#### TASK TO COMPLETE:
Check each line of the listing for the word "timestamp" and report the ones that have it.

====== EXCERPTED DATA ======

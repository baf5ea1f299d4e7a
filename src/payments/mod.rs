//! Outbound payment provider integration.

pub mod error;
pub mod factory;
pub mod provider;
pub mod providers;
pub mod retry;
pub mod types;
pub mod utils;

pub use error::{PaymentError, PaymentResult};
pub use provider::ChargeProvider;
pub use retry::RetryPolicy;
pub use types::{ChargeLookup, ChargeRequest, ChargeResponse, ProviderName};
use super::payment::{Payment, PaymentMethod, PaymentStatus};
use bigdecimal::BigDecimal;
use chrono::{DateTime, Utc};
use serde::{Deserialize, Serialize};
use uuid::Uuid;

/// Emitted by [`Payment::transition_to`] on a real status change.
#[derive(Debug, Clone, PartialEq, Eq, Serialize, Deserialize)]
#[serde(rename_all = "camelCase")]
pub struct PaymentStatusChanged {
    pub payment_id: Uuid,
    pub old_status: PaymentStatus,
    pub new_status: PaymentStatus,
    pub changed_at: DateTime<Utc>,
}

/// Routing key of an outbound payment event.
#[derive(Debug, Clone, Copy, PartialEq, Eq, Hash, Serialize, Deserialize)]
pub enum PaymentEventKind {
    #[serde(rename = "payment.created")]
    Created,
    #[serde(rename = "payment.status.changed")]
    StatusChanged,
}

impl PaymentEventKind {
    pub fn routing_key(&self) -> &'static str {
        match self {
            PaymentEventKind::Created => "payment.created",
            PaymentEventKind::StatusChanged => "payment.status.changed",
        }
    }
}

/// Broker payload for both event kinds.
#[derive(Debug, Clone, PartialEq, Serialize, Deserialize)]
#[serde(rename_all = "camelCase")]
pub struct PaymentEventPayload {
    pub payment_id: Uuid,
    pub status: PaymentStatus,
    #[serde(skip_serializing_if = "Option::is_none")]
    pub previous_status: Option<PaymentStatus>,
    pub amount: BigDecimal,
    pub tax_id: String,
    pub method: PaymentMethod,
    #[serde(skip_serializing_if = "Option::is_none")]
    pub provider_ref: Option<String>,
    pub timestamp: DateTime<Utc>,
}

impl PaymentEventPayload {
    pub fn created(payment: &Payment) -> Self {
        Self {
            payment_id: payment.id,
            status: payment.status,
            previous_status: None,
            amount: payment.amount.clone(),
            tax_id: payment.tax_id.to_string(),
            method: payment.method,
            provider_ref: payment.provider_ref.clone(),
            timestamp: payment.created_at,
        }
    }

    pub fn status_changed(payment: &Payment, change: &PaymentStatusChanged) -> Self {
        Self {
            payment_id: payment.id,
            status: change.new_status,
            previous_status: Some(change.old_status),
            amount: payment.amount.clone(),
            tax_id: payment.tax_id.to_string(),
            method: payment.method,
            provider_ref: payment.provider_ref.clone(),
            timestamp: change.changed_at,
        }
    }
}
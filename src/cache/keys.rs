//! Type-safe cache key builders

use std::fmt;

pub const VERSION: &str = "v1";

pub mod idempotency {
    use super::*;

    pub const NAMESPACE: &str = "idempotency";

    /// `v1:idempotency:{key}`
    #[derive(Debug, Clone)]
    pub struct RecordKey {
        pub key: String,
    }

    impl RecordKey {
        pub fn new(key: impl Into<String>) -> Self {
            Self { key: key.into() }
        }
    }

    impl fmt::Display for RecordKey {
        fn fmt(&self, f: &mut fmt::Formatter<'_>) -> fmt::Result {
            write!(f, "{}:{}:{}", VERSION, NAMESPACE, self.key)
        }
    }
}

======
====== EXCERPTED DATA ======

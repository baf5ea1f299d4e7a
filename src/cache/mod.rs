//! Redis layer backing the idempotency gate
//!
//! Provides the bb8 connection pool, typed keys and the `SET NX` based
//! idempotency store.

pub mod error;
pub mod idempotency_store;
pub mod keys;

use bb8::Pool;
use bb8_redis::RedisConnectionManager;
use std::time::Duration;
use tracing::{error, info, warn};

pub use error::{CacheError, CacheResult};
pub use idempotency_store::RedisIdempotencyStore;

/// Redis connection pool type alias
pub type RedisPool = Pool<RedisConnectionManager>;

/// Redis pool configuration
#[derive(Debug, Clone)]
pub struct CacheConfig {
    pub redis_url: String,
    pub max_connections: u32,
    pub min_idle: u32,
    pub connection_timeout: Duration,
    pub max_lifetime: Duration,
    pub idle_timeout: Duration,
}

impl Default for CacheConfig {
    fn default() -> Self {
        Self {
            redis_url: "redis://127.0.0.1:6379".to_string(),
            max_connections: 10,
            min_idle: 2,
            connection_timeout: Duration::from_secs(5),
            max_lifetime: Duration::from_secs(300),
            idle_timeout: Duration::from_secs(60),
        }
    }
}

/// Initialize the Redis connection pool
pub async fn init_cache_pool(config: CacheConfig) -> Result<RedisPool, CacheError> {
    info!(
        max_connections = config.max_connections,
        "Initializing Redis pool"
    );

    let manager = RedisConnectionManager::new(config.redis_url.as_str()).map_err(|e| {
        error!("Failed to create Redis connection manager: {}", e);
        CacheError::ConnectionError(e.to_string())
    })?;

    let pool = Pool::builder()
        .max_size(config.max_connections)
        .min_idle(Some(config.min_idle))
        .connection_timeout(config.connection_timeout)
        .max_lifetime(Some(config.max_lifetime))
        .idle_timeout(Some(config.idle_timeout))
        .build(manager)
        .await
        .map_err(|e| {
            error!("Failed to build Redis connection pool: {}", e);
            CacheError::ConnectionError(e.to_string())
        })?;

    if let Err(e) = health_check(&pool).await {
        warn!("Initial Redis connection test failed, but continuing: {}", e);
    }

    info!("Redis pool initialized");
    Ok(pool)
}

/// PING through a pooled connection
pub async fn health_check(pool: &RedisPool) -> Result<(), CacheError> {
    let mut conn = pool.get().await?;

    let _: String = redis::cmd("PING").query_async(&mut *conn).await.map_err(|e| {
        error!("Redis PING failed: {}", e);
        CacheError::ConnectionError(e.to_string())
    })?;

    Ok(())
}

======
====== EXCERPTED DATA ======

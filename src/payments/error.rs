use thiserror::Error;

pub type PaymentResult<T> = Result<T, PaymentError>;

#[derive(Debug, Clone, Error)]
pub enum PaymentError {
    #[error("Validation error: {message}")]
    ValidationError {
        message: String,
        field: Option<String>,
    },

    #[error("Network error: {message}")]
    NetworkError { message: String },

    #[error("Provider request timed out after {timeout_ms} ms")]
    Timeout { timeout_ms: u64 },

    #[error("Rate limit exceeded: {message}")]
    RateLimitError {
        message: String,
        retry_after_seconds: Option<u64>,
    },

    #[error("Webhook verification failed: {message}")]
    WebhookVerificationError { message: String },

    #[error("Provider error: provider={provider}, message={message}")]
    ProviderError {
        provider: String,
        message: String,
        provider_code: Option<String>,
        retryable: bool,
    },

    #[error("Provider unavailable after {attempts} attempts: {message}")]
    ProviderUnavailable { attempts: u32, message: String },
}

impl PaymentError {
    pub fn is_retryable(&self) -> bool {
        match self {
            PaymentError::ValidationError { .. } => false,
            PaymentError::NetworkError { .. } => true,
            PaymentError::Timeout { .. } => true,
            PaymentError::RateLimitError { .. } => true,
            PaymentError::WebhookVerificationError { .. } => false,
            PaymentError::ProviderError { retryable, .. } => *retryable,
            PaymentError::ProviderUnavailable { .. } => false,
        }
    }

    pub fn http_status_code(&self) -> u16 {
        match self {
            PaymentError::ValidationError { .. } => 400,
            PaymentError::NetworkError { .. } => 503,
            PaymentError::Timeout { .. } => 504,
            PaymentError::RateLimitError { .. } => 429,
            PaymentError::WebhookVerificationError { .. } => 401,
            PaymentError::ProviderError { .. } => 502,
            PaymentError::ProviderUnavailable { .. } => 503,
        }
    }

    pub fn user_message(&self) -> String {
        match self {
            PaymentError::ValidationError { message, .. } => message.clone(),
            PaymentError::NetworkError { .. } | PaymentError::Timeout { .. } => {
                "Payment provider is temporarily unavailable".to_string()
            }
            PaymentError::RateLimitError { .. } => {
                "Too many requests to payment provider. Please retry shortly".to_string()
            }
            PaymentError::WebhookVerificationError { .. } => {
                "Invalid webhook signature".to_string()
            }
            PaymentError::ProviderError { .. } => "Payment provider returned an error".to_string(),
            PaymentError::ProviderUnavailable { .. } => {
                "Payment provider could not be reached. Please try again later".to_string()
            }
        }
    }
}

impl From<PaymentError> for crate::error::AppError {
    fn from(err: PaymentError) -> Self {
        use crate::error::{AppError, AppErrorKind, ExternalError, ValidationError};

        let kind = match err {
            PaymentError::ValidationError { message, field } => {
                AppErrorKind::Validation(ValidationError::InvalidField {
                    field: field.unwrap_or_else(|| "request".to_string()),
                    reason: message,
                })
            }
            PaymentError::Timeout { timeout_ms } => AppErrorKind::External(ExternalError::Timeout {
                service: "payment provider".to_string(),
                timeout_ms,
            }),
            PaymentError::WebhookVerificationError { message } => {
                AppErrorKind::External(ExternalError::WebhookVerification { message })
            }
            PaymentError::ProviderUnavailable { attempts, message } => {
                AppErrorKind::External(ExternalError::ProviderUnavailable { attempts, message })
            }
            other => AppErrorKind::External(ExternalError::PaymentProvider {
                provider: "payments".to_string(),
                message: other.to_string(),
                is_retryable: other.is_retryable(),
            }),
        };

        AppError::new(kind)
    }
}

======

#### RESULT:
    pub timestamp: DateTime<Utc>,
            timestamp: payment.created_at,
            timestamp: change.changed_at,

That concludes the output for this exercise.